How can this counterintiutive result with the Mahalanobis distance be explained?

Question

I encountered a strange issue when performing Mahalanobis distance matching. Let's say I have one treated unit with the following values on two variables: $T:(17, 4)$. I have two control units with values $A:(16, 3)$ and $B:(15, 3)$. Intuitively, it seems like $T$ should be closer to $A$ than to $B$, and that would be true regardless of any affine transformation of the variables. The covariance matrix for my variables (which is computed in the full sample that includes many more observations) is $$ \Sigma = \begin{bmatrix}25 & 9\\9 & 5\end{bmatrix} $$

When I compute the Mahalanobis distance $d(.,.)$, I find that $d(T,A) = 0.522$ and $d(T,B)=0.452$; that is, $B$ is closer to $T$ than $A$ is on the Mahalanobis distance. This doesn't make much sense to me; intuitively, what is going on here?
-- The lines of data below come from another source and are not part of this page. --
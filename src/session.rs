//src/session.rs
//! The live workout: warmup, then one exercise at a time, then a summary.
//!
//! Every mutating operation changes the in-memory session first and then writes
//! it to the [`SessionStore`] before returning. A failed write is reported as
//! [`SessionError::Persist`] but the in-memory change stays, so nothing the user
//! entered is lost.

use chrono::Utc;
use std::fmt;
use thiserror::Error;
use tracing::{debug, info, warn};

use crate::advisor;
use crate::calories;
use crate::history::{self, HistoryRecord, PersonalBest};
use crate::model::{ExerciseSlot, ExerciseTarget, SetLog, WorkoutSession};
use crate::session_store::{self, ActiveWorkout, Phase, SessionStore};
use crate::store::KeyValueStore;

/// Phase of a machine, including the terminal state reached after finishing
/// or abandoning. `Closed` is never persisted.
#[derive(Debug, Clone, Copy, PartialEq, Eq)]
pub enum MachinePhase {
    Warmup,
    Active { index: usize },
    Summary,
    Closed,
}

impl From<Phase> for MachinePhase {
    fn from(phase: Phase) -> Self {
        match phase {
            Phase::Warmup => Self::Warmup,
            Phase::Active { index } => Self::Active { index },
            Phase::Summary => Self::Summary,
        }
    }
}

impl fmt::Display for MachinePhase {
    fn fmt(&self, f: &mut fmt::Formatter<'_>) -> fmt::Result {
        match self {
            Self::Warmup => write!(f, "warmup"),
            Self::Active { index } => write!(f, "exercise {}", index + 1),
            Self::Summary => write!(f, "summary"),
            Self::Closed => write!(f, "closed"),
        }
    }
}

#[derive(Error, Debug)]
pub enum SessionError {
    #[error("Invalid input: {0}")]
    Validation(String),
    #[error("Cannot {operation} during {phase}")]
    Phase {
        operation: &'static str,
        phase: MachinePhase,
    },
    #[error("This session has no exercises; add at least one before starting")]
    EmptySession,
    #[error("Could not save the session (your progress is kept in memory): {0}")]
    Persist(session_store::Error),
    #[error("Could not read the stored session: {0}")]
    Load(session_store::Error),
}

/// Heaviest single set accepted by [`SessionMachine::log_set`], in kg.
pub const MAX_SET_WEIGHT_KG: f64 = 1000.0;

/// Tuning that varies per user, taken from the config by the caller.
#[derive(Debug, Clone, Copy, PartialEq)]
pub struct SessionOptions {
    pub body_weight: f64,
    /// Accept 0 kg sets (bodyweight movements).
    pub allow_zero_weight: bool,
}

impl Default for SessionOptions {
    fn default() -> Self {
        Self {
            body_weight: calories::DEFAULT_BODY_WEIGHT_KG,
            allow_zero_weight: false,
        }
    }
}

pub struct SessionMachine<'a, S: KeyValueStore> {
    store: &'a mut SessionStore<S>,
    session: WorkoutSession,
    phase: MachinePhase,
    body_weight: f64,
    allow_zero_weight: bool,
    previous_best: Option<Option<PersonalBest>>,
}

impl<'a, S: KeyValueStore> SessionMachine<'a, S> {
    /// Begins a new session in the warmup phase and persists it, replacing any
    /// session that was in progress.
    ///
    /// The machine is returned even if the initial write fails; check the
    /// second element.
    pub fn start(
        session: WorkoutSession,
        store: &'a mut SessionStore<S>,
        options: SessionOptions,
    ) -> (Self, Result<(), SessionError>) {
        info!(
            focus = %session.target_muscle,
            exercises = session.exercises.len(),
            "starting workout session"
        );
        let body_weight = if options.body_weight > 0.0 {
            options.body_weight
        } else {
            calories::DEFAULT_BODY_WEIGHT_KG
        };
        let mut machine = Self {
            store,
            session,
            phase: MachinePhase::Warmup,
            body_weight,
            allow_zero_weight: options.allow_zero_weight,
            previous_best: None,
        };
        let saved = machine.persist();
        (machine, saved)
    }

    /// Rebuilds the machine from the persisted active session, if there is one.
    /// # Errors
    /// Returns `SessionError::Load` if the stored entry cannot be read.
    pub fn resume(
        store: &'a mut SessionStore<S>,
        allow_zero_weight: bool,
    ) -> Result<Option<Self>, SessionError> {
        let Some(active) = store.load_current().map_err(SessionError::Load)? else {
            return Ok(None);
        };
        let mut phase = MachinePhase::from(active.phase);
        if let MachinePhase::Active { index } = phase {
            if index >= active.session.exercises.len() {
                warn!(index, "stored exercise index out of range, returning to warmup");
                phase = MachinePhase::Warmup;
            }
        }
        debug!(%phase, "resumed workout session");
        Ok(Some(Self {
            store,
            session: active.session,
            phase,
            body_weight: active.body_weight,
            allow_zero_weight,
            previous_best: None,
        }))
    }

    #[must_use]
    pub const fn phase(&self) -> MachinePhase {
        self.phase
    }

    #[must_use]
    pub const fn session(&self) -> &WorkoutSession {
        &self.session
    }

    #[must_use]
    pub const fn body_weight(&self) -> f64 {
        self.body_weight
    }

    #[must_use]
    pub fn store(&self) -> &SessionStore<S> {
        &*self.store
    }

    /// The slot being worked on, only while an exercise is active.
    #[must_use]
    pub fn current_slot(&self) -> Option<&ExerciseSlot> {
        match self.phase {
            MachinePhase::Active { index } => self.session.exercises.get(index),
            _ => None,
        }
    }

    /// Warmup -> first exercise.
    /// # Errors
    /// `Phase` outside warmup, `EmptySession` when there is nothing to do.
    pub fn start_workout(&mut self) -> Result<(), SessionError> {
        self.require_phase("start the workout", |p| p == MachinePhase::Warmup)?;
        if self.session.exercises.is_empty() {
            return Err(SessionError::EmptySession);
        }
        self.phase = MachinePhase::Active { index: 0 };
        self.previous_best = None;
        info!(exercise = %self.session.exercises[0].name(), "workout started");
        self.persist()
    }

    /// Records one set for the current exercise and returns it.
    /// # Errors
    /// `Phase` outside an exercise; `Validation` for non-positive input, a
    /// weight above [`MAX_SET_WEIGHT_KG`] or a slot that already has all its
    /// sets; `Persist` if the write failed (the set is still recorded).
    pub fn log_set(&mut self, weight: f64, reps: u32) -> Result<SetLog, SessionError> {
        let index = self.active_index("log a set")?;
        if !weight.is_finite() || weight < 0.0 || (weight == 0.0 && !self.allow_zero_weight) {
            return Err(SessionError::Validation(
                "weight must be a positive number".to_string(),
            ));
        }
        if weight > MAX_SET_WEIGHT_KG {
            return Err(SessionError::Validation(format!(
                "weight cannot exceed {MAX_SET_WEIGHT_KG} kg"
            )));
        }
        if reps == 0 {
            return Err(SessionError::Validation(
                "reps must be at least 1".to_string(),
            ));
        }
        let slot = &mut self.session.exercises[index];
        if slot.is_complete() {
            return Err(SessionError::Validation(format!(
                "all {} sets of '{}' are already logged",
                slot.target.target_sets,
                slot.name()
            )));
        }

        let suggestion = advisor::advise(reps, &slot.target.target_reps);
        let log = SetLog {
            set_number: slot.logs.len() as u32 + 1,
            weight,
            reps,
            suggestion: suggestion.to_string(),
        };
        slot.logs.push(log.clone());
        info!(
            exercise = %slot.name(),
            set = log.set_number,
            weight,
            reps,
            "logged set"
        );
        self.persist()?;
        Ok(log)
    }

    /// Finishes the current exercise: credits its calories, then moves to the
    /// next exercise or to the summary. Returns the new phase.
    /// # Errors
    /// `Phase` outside an exercise; `Validation` if the exercise still has
    /// sets to log; `Persist` if the write failed.
    pub fn advance_exercise(&mut self) -> Result<MachinePhase, SessionError> {
        let index = self.active_index("move to the next exercise")?;
        let slot = &self.session.exercises[index];
        if !slot.is_complete() {
            return Err(SessionError::Validation(format!(
                "'{}' has {} of {} sets logged",
                slot.name(),
                slot.logs.len(),
                slot.target.target_sets
            )));
        }

        let burned = calories::estimate_calories(&slot.logs, self.body_weight);
        debug!(exercise = %slot.name(), burned, "credited calories");
        let total = self
            .session
            .calories_burned
            .unwrap_or(0)
            .saturating_add(burned);
        self.session.calories_burned = Some(total);

        if index + 1 < self.session.exercises.len() {
            self.phase = MachinePhase::Active { index: index + 1 };
            self.previous_best = None;
            info!(next = %self.session.exercises[index + 1].name(), "next exercise");
        } else {
            self.phase = MachinePhase::Summary;
            info!(calories = total, "all exercises done");
        }
        self.persist()?;
        Ok(self.phase)
    }

    /// Swaps the current exercise for `new_target`, discarding its logged sets.
    /// # Errors
    /// `Phase` outside an exercise; `Validation` for an unnamed target or zero
    /// sets; `Persist` if the write failed.
    pub fn replace_exercise(&mut self, new_target: ExerciseTarget) -> Result<(), SessionError> {
        let index = self.active_index("replace an exercise")?;
        if new_target.name.trim().is_empty() {
            return Err(SessionError::Validation(
                "replacement exercise needs a name".to_string(),
            ));
        }
        if new_target.target_sets == 0 {
            return Err(SessionError::Validation(
                "replacement exercise needs at least one set".to_string(),
            ));
        }
        info!(
            old = %self.session.exercises[index].name(),
            new = %new_target.name,
            "replacing exercise"
        );
        self.session.exercises[index] = ExerciseSlot::new(new_target);
        self.previous_best = None;
        self.persist()
    }

    /// Ends the session from the summary: stamps the end time, clears the
    /// persisted active session and hands the session back. The machine is
    /// closed afterwards; every later call fails with a phase error.
    /// # Errors
    /// `Phase` outside the summary; `Persist` if the active entry could not be
    /// cleared (the machine then stays in the summary so the call can be retried).
    pub fn finish_workout(&mut self) -> Result<WorkoutSession, SessionError> {
        self.require_phase("finish the workout", |p| p == MachinePhase::Summary)?;
        self.session.end_time = Some(Utc::now());
        self.store.clear_current().map_err(SessionError::Persist)?;
        self.phase = MachinePhase::Closed;
        info!(
            focus = %self.session.target_muscle,
            sets = self.session.completed_sets(),
            calories = self.session.calories_burned.unwrap_or(0),
            "workout finished"
        );
        Ok(self.session.clone())
    }

    /// Like [`Self::finish_workout`], but appends the finished session to
    /// history before the active entry is cleared, so a crash between the two
    /// writes leaves the workout in history rather than nowhere.
    /// # Errors
    /// `Phase` outside the summary. `Persist` if the history append failed
    /// (the machine and the stored active session stay at the summary), or if
    /// the active entry could not be cleared afterwards (the record is saved
    /// and the machine is closed).
    pub fn finish_to_history(&mut self) -> Result<HistoryRecord, SessionError> {
        self.require_phase("finish the workout", |p| p == MachinePhase::Summary)?;
        let mut session = self.session.clone();
        session.end_time = Some(Utc::now());
        let record = HistoryRecord::tracker(session.clone());
        self.store
            .append_history(record.clone())
            .map_err(|e| {
                warn!("failed to append finished workout to history: {e}");
                SessionError::Persist(e)
            })?;
        self.session = session;
        self.phase = MachinePhase::Closed;
        info!(
            id = %record.id(),
            focus = %self.session.target_muscle,
            calories = self.session.calories_burned.unwrap_or(0),
            "workout saved to history"
        );
        self.store.clear_current().map_err(SessionError::Persist)?;
        Ok(record)
    }

    /// Drops the session without producing a history record.
    /// # Errors
    /// `Phase` from the summary or after closing; `Persist` if the active entry
    /// could not be cleared.
    pub fn abandon_workout(&mut self) -> Result<(), SessionError> {
        self.require_phase("abandon the workout", |p| {
            matches!(p, MachinePhase::Warmup | MachinePhase::Active { .. })
        })?;
        self.store.clear_current().map_err(SessionError::Persist)?;
        self.phase = MachinePhase::Closed;
        info!(focus = %self.session.target_muscle, "workout abandoned");
        Ok(())
    }

    /// Best set ever logged for the current exercise, read from history the first
    /// time it is asked for and cached until the exercise changes.
    /// # Errors
    /// `Phase` outside an exercise; `Load` if history cannot be read.
    pub fn previous_best(&mut self) -> Result<Option<PersonalBest>, SessionError> {
        let index = self.active_index("look up a previous best")?;
        if let Some(cached) = self.previous_best {
            return Ok(cached);
        }
        let records = self.store.load_history().map_err(SessionError::Load)?;
        let best = history::personal_best(&records, self.session.exercises[index].name());
        self.previous_best = Some(best);
        Ok(best)
    }

    fn require_phase(
        &self,
        operation: &'static str,
        allowed: impl Fn(MachinePhase) -> bool,
    ) -> Result<(), SessionError> {
        if allowed(self.phase) {
            Ok(())
        } else {
            Err(SessionError::Phase {
                operation,
                phase: self.phase,
            })
        }
    }

    fn active_index(&self, operation: &'static str) -> Result<usize, SessionError> {
        match self.phase {
            MachinePhase::Active { index } => Ok(index),
            phase => Err(SessionError::Phase { operation, phase }),
        }
    }

    fn persist(&mut self) -> Result<(), SessionError> {
        let phase = match self.phase {
            MachinePhase::Warmup => Phase::Warmup,
            MachinePhase::Active { index } => Phase::Active { index },
            MachinePhase::Summary => Phase::Summary,
            MachinePhase::Closed => return Ok(()),
        };
        let active = ActiveWorkout {
            phase,
            body_weight: self.body_weight,
            session: self.session.clone(),
        };
        self.store.save_current(&active).map_err(|e| {
            warn!("failed to persist active session: {e}");
            SessionError::Persist(e)
        })
    }
}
Some R code to play around with:

T <- c(17, 4)
A <- c(16, 3)
B <- c(15, 3)
S <- matrix(c(25, 9,
              9, 5), nrow = 2)
mahalanobis(T, A, S) |> sqrt()
[1] 0.522233
mahalanobis(T, B, S) |> sqrt()
[1] 0.452267

The correlation between the two dimensions is very high, creating a "ridge" that runs more or less diagonally. $(16,3)$ is off to one side of the ridge, so it is less probable (Gaussian) or farther away (Mahalanobis) than $(17,4)$, which is closer to the "ridgeline". — jbowman, Jun 28 '23 at 00:31
@jbowman The question is why $(15,3)$ is closer to $(17,4)$ on the Mahalanobis distance than $(16,3)$ is. Surely $(15,3)$ is even less probable and farther away from $(17,4)$, no? — Noah, Jun 28 '23 at 01:25
Why not draw a picture? More specifically, draw the points $T,A,$ and $B$ on a pair of axes. Then, with $T$ at the center, start drawing concentric ovals that represent the level sets of the Mahalanobis distance with respect to $T$. You should then find that $B$ lies on an oval that is inside the oval that $A$ lies on. — mhdadk, Jun 28 '23 at 01:54
No. It's farther away if $S$ is diagonal, but $S$ is far from diagonal. Look at it this way: if $x_1 = 16$, we expect $x_2 = 3.6$, but it's not - which increases the distance. If $x_1 = 17$, we expect $x_2 = 4.2$, which is pretty close. — jbowman, Jun 28 '23 at 02:01
@mhdadk That sounds like a great demonstration, maybe you should make that an answer! I don't know what "level sets" are so hopefully your answer will explain that. I still don't understand how 15 could ever be closer to 17 than 16 is to 17 in any coordinate system, and that's why I have asked the question. — Noah, Jun 28 '23 at 02:04
It's not that 15 is closer to 17, it's that the pair (17,4) is closer than the pair (16,3). You can't just look at one dimension, you have to look at both. — jbowman, Jun 28 '23 at 02:06
@jbowman It sounds like you think I'm asking why $B$ is closer to $A$ than $T$ is to $A$, but I'm not. I'm asking why $B$ is closer to $T$ than $A$ is to $T$, despite all the values of $B$ being further from or equal to the difference between the corresponding values of $A$ and $T$. It would be really helpful if you posted an answer explaining your thoughts. — Noah, Jun 28 '23 at 02:07
I know what you're asking, and the accepted answer illustrates in a picture that is worth 1000+ words, what I was trying to say :) — jbowman, Jun 28 '23 at 02:32
You can easily and definitively answer this question yourself, Noah, simply by carrying out the graphical operations sketched at https://stats.stackexchange.com/a/62147/919. — whuber, Jun 28 '23 at 14:21
I'm just remaking jbowman's point a little differently, but notice that for a jointly Gaussian $(X,Y)$ with covariance $\Sigma$ and mean $(17,4)$, the conditional mean of $X$ given $Y = 3$ is $17 + (9/5)(3-4) = 15 + 1/5.$ Of course, $15$ is much closer to this conditional mean than $16$, so given $Y = 3,$ $X = 15$ is much more likely than $X = 16.$ The ordering of Mahalanobis distances reflects this fact. — stochasticboy321, Jun 30 '23 at 08:18

score 30 · Accepted Answer · answered Jun 28 '23 at 02:06

"Why not draw a picture?" asks @mhdadk. Why not indeed?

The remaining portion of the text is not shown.